The Honorary Title "Merited Military Navigator of the USSR" (Заслуженный военный штурман СССР) was a state military award of the Soviet Union established on January 26, 1965 by Decree of the Presidium of the Supreme Soviet № 3230-VI to recognise and reward excellence in military aviation. It was abolished on August 22, 1988 by Decree of the Presidium of the Supreme Soviet № 9441-XI.

== Award Statute ==
The honorary title "Merited Military Navigator of the USSR" was awarded to members of military flying units, military agencies, military schools, military organizations and other military or federal authorities, having qualified military navigators 1st class or military navigator-instructors 1st class, for outstanding achievements in the development of aviation technology, high performance in education and training of flight personnel and long-term trouble-free flight operations in military aviation.

The Presidium of the Supreme Soviet of the USSR was the main conferring authority of the award based on recommendations from the Ministry of Defence of the USSR.

The breast badge "Merited Military Navigator of the USSR" was worn on the right side of the chest and in the presence of other orders, placed over them.
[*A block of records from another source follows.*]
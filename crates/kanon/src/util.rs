use std::fmt;

/// Wrap a closure as a `Display` value.
pub fn display_fn<F>(f: F) -> impl fmt::Display
where
    F: Fn(&mut fmt::Formatter<'_>) -> fmt::Result,
{
    struct DisplayFn<F>(F);
    impl<F> fmt::Display for DisplayFn<F>
    where
        F: Fn(&mut fmt::Formatter<'_>) -> fmt::Result,
    {
        fn fmt(&self, formatter: &mut fmt::Formatter<'_>) -> fmt::Result {
            (self.0)(formatter)
        }
    }
    DisplayFn(f)
}
#[cfg(test)]
mod tests {
    use super::*;
    use crate::grammar::SymbolID::*;

    fn arithmetic() -> Grammar {
        Grammar::define(|g| {
            let lparen = g.terminal("LPAREN")?;
            let rparen = g.terminal("RPAREN")?;
            let plus = g.terminal("PLUS")?;
            let star = g.terminal("STAR")?;
            let num = g.terminal("NUM")?;

            let expr = g.nonterminal("EXPR")?;
            let term = g.nonterminal("TERM")?;
            let factor = g.nonterminal("FACTOR")?;

            g.start_symbol(expr)?;

            g.rule(expr, [N(expr), T(plus), N(term)])?;
            g.rule(expr, [N(term)])?;
            g.rule(term, [N(term), T(star), N(factor)])?;
            g.rule(term, [N(factor)])?;
            g.rule(factor, [T(num)])?;
            g.rule(factor, [T(lparen), N(expr), T(rparen)])?;

            Ok(())
        })
        .unwrap()
    }

    #[test]
    fn smoketest_arithmetic() {
        let grammar = arithmetic();
        let automaton = Automaton::generate(&grammar).unwrap();
        eprintln!("{}", automaton.display(&grammar));
    }

    #[test]
    fn closure_is_idempotent() {
        let grammar = arithmetic();
        let gen = Generator::new(&grammar);

        let mut items = ItemSet::new();
        items.insert(
            ItemCore {
                rule: RuleID::ACCEPT,
                marker: 0,
            },
            Some(TerminalID::EOI).into_iter().collect(),
        );
        gen.expand_closures(&mut items);
        let once = items.clone();
        gen.expand_closures(&mut items);
        assert_eq!(once, items);
    }

    #[test]
    fn no_transition_out_of_a_completed_item() {
        let grammar = arithmetic();
        let gen = Generator::new(&grammar);

        let mut items = ItemSet::new();
        items.insert(
            ItemCore {
                rule: RuleID::ACCEPT,
                marker: 1,
            },
            Some(TerminalID::EOI).into_iter().collect(),
        );
        assert!(gen.extract_transitions(&items).is_empty());
    }

    #[test]
    fn shared_suffix_states_are_merged() {
        // S := x E | y E, E := z — the state holding the completed (E := z .)
        // item is reached from two different predecessors and must be
        // allocated exactly once.
        let grammar = Grammar::define(|g| {
            let x = g.terminal("x")?;
            let y = g.terminal("y")?;
            let z = g.terminal("z")?;
            let s = g.nonterminal("S")?;
            let e = g.nonterminal("E")?;
            g.start_symbol(s)?;
            g.rule(s, [T(x), N(e)])?;
            g.rule(s, [T(y), N(e)])?;
            g.rule(e, [T(z)])?;
            Ok(())
        })
        .unwrap();

        let automaton = Automaton::generate(&grammar).unwrap();
        assert_eq!(automaton.len(), 7);
    }

    #[test]
    fn accept_action_on_eoi_only() {
        let grammar = arithmetic();
        let automaton = Automaton::generate(&grammar).unwrap();

        let accepts: Vec<_> = automaton
            .states()
            .flat_map(|(id, state)| {
                state
                    .actions()
                    .filter(|(_, action)| matches!(action, Action::Accept))
                    .map(move |(token, _)| (id, token))
            })
            .collect();
        assert_eq!(accepts.len(), 1);
        assert_eq!(accepts[0].1, TerminalID::EOI);
    }

    #[test]
    fn generation_is_deterministic() {
        let grammar = arithmetic();
        let one = Automaton::generate(&grammar).unwrap();
        let two = Automaton::generate(&grammar).unwrap();
        assert_eq!(
            one.display(&grammar).to_string(),
            two.display(&grammar).to_string()
        );
    }

    #[test]
    fn reduce_reduce_conflict_is_reported() {
        // S := A | B, A := a, B := a
        let grammar = Grammar::define(|g| {
            let a = g.terminal("a")?;
            let s = g.nonterminal("S")?;
            let na = g.nonterminal("A")?;
            let nb = g.nonterminal("B")?;
            g.start_symbol(s)?;
            g.rule(s, [N(na)])?;
            g.rule(s, [N(nb)])?;
            g.rule(na, [T(a)])?;
            g.rule(nb, [T(a)])?;
            Ok(())
        })
        .unwrap();

        let err = Automaton::generate(&grammar).unwrap_err();
        assert!(matches!(err, BuildError::ReduceReduceConflict { .. }));
    }

    #[test]
    fn shift_reduce_conflict_is_reported() {
        // E := E plus E | num is ambiguous without associativity.
        let grammar = Grammar::define(|g| {
            let plus = g.terminal("plus")?;
            let num = g.terminal("num")?;
            let e = g.nonterminal("E")?;
            g.start_symbol(e)?;
            g.rule(e, [N(e), T(plus), N(e)])?;
            g.rule(e, [T(num)])?;
            Ok(())
        })
        .unwrap();

        let err = Automaton::generate(&grammar).unwrap_err();
        assert!(matches!(err, BuildError::ShiftReduceConflict { .. }));
    }
}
If worn with honorary titles of the Russian Federation, the latter have precedence.

== Award Description ==
The "Merited Military Navigator of the USSR" breast badge was a 27mm wide by 23mm high silver and nickel polygon with raised edges. At the top of the obverse, the relief inscription in three lines covered to the left "MERITED MILITARY NAVIGATOR" (ЗАСЛУЖЕННЫЙ ВОЕННЫЙ ШТУРМАН), in the center, the gilt tombac image of a jet plane climbing diagonally towards the right its nose and tail slightly protruding over the edges, at the bottom, the relief inscription "USSR" (СССР) superimposed over a laurel branch.

The badge was secured to a standard Soviet square mount by a silver-plated ring through the suspension loop. The mount was covered by a silk moiré red ribbon.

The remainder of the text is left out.